Effect of macrophage stimulation on collagen biosynthesis in the healing wound

Abstract

Immunomodulators that enhance macrophage function have been shown to be beneficial in a number of wound-healing models in humans and in experimental animals. The exact mechanism of this improved healing is unclear. To assess the role of collagen biosynthesis, the immunomodulator glucan phosphate was utilized in two murine models of wound healing, i.e., colon anastomosis and full-thickness skin incision. Tensile strength was evaluated using computer-assisted constant velocity tensiometry. Collagen biosynthesis was determined by assaying hydroxyproline content of wound hydrolysates by N-(9-fluorenyl)methoxycarbonyl/o-phthalaldehyde high-performance liquid chromatography. Experimental animals were treated with (1-3)-beta-D-glucan phosphate (250 mg/kg) intravenously 24 hours prior to colon anastomosis or skin incision. A second dose of glucan phosphate was given immediately postoperatively. Control animals received dextrose and water (5% w/v) intravenously.

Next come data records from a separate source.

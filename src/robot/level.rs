//! Robot strength presets.
//!
//! | Level  | Depth | Time/move | Random top moves       |
//! |--------|-------|-----------|------------------------|
//! | Easy   | 2     | 0.5s      | 3 within 25, fading    |
//! | Medium | 4     | 1.5s      | 2 within 5, fading     |
//! | Hard   | 6     | 3.0s      | none                   |
//!
//! Deeper levels add iterative deepening, null-move pruning and
//! principal-variation reuse, so the time limit rather than the depth is
//! what usually ends a Hard search.

use serde::{Deserialize, Serialize};

use crate::search::SearchConfig;

/// Preset search strength.
#[derive(
    Clone, Copy, Debug, Default, PartialEq, Eq, Hash, Serialize, Deserialize, clap::ValueEnum,
)]
pub enum RobotLevel {
    /// Shallow and deliberately loose. Misses two-move tactics.
    Easy,
    #[default]
    Medium,
    /// Full strength within its time budget.
    Hard,
}

impl RobotLevel {
    pub const ALL: [RobotLevel; 3] = [RobotLevel::Easy, RobotLevel::Medium, RobotLevel::Hard];

    /// Thinking time per move in milliseconds.
    #[must_use]
    pub const fn time_limit_ms(self) -> u64 {
        match self {
            RobotLevel::Easy => 500,
            RobotLevel::Medium => 1500,
            RobotLevel::Hard => 3000,
        }
    }

    #[must_use]
    pub const fn description(self) -> &'static str {
        match self {
            RobotLevel::Easy => "easy (depth 2, playful)",
            RobotLevel::Medium => "medium (depth 4)",
            RobotLevel::Hard => "hard (depth 6, full pruning)",
        }
    }

    /// Search settings for this level, seeded with `seed`.
    #[must_use]
    pub fn config(self, seed: u64) -> SearchConfig {
        let base = SearchConfig::default()
            .with_seed(seed)
            .with_time_limit_ms(self.time_limit_ms());
        match self {
            RobotLevel::Easy => base
                .with_depth(2)
                .with_randomization(3, 25.0)
                .with_random_decay(12),
            RobotLevel::Medium => base
                .with_depth(4)
                .with_iterative_deepening(true)
                .with_randomization(2, 5.0)
                .with_random_decay(8),
            RobotLevel::Hard => base
                .with_depth(6)
                .with_iterative_deepening(true)
                .with_null_move(true)
                .with_null_move_pruning(true)
                .with_pv_reuse(true),
        }
    }
}

impl std::fmt::Display for RobotLevel {
    fn fmt(&self, f: &mut std::fmt::Formatter<'_>) -> std::fmt::Result {
        f.write_str(self.description())
    }
}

Tensile strength and hydroxyproline content were measured on postoperative Day 3. In the skin wound model, glucan phosphate treatment increased (P < 0.05) tensile strength by 42 per cent (342.5 +/- 12.2 vs 241.8 +/- 4.8 g), and hydroxyproline content was increased by 23.5 per cent (242.0 +/- 14.4 vs 196.8 +/- 10.5 pmol/microg; P < 0.05). In the glucan phosphate group, colon tensile strength was significantly (P < 0.05) increased by 34 per cent (34.2 +/- 2.3 g vs 45.8 +/- 2.1 g), and hydroxyproline content was increased by 7 per cent (47.45 +/- 3.31 vs 44.34 +/- 3.74 pmol/microg). These data indicate that macrophage modulation with glucan phosphate will increase tensile strength in experimental colon and skin wounds. In addition, we observed a positive correlation between glucan phosphate treatment, wound tensile strength, and collagen biosynthesis.